◆ **Directions**:
Those lines of the data that hold the word "Deserialize" are to be copied out.

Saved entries

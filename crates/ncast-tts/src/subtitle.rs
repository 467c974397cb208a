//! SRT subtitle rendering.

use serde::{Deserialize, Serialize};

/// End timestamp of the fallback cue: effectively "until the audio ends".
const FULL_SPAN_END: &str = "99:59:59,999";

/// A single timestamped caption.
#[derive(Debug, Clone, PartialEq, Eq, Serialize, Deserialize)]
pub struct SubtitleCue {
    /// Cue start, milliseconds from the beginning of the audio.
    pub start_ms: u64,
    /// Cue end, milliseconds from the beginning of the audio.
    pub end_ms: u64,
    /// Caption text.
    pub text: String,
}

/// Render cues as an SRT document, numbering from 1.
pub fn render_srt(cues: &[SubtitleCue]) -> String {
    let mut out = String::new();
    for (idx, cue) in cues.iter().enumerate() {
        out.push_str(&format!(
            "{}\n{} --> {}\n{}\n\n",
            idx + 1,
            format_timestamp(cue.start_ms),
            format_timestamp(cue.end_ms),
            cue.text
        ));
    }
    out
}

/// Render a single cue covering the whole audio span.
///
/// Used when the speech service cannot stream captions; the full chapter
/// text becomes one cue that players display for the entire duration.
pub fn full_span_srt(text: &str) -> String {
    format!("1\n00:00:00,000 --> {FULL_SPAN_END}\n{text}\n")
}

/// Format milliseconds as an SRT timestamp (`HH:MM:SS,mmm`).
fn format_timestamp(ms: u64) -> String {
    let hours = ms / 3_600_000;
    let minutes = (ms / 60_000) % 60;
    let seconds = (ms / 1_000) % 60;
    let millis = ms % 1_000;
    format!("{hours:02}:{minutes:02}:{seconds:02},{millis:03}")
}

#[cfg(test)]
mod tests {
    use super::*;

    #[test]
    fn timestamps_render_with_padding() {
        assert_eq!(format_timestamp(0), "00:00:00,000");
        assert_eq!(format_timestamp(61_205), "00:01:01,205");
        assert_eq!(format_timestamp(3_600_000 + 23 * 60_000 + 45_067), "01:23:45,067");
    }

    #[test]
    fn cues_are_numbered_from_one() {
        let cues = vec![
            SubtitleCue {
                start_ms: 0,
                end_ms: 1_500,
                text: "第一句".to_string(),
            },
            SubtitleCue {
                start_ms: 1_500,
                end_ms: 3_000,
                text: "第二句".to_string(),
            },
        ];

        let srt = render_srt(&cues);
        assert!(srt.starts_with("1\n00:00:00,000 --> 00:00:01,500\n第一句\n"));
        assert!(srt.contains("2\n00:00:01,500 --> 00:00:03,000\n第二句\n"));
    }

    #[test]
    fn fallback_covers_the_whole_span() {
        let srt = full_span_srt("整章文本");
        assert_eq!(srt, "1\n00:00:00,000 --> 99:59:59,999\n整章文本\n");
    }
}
==
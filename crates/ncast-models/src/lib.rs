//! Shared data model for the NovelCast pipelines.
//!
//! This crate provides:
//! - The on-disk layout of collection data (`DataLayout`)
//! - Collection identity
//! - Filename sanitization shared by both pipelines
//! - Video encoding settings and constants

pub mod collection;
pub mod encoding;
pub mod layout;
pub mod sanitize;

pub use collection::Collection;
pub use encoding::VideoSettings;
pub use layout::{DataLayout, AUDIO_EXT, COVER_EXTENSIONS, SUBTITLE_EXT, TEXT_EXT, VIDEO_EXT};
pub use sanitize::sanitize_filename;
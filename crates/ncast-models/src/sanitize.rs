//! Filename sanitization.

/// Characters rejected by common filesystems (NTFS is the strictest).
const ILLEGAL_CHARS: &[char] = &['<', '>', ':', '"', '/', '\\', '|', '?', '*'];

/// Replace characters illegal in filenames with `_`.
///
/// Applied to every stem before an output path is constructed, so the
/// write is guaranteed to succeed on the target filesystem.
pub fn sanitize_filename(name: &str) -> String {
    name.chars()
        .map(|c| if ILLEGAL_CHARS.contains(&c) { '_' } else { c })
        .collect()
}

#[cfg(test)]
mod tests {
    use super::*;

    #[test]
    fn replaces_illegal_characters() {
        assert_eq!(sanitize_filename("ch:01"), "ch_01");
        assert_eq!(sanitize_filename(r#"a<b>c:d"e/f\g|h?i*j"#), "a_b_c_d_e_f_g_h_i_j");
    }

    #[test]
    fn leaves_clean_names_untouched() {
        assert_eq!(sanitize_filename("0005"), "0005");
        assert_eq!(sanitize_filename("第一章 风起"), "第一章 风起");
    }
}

◆ **Solved problem**:
use serde::{Deserialize, Serialize};
#[derive(Debug, Clone, PartialEq, Eq, Serialize, Deserialize)]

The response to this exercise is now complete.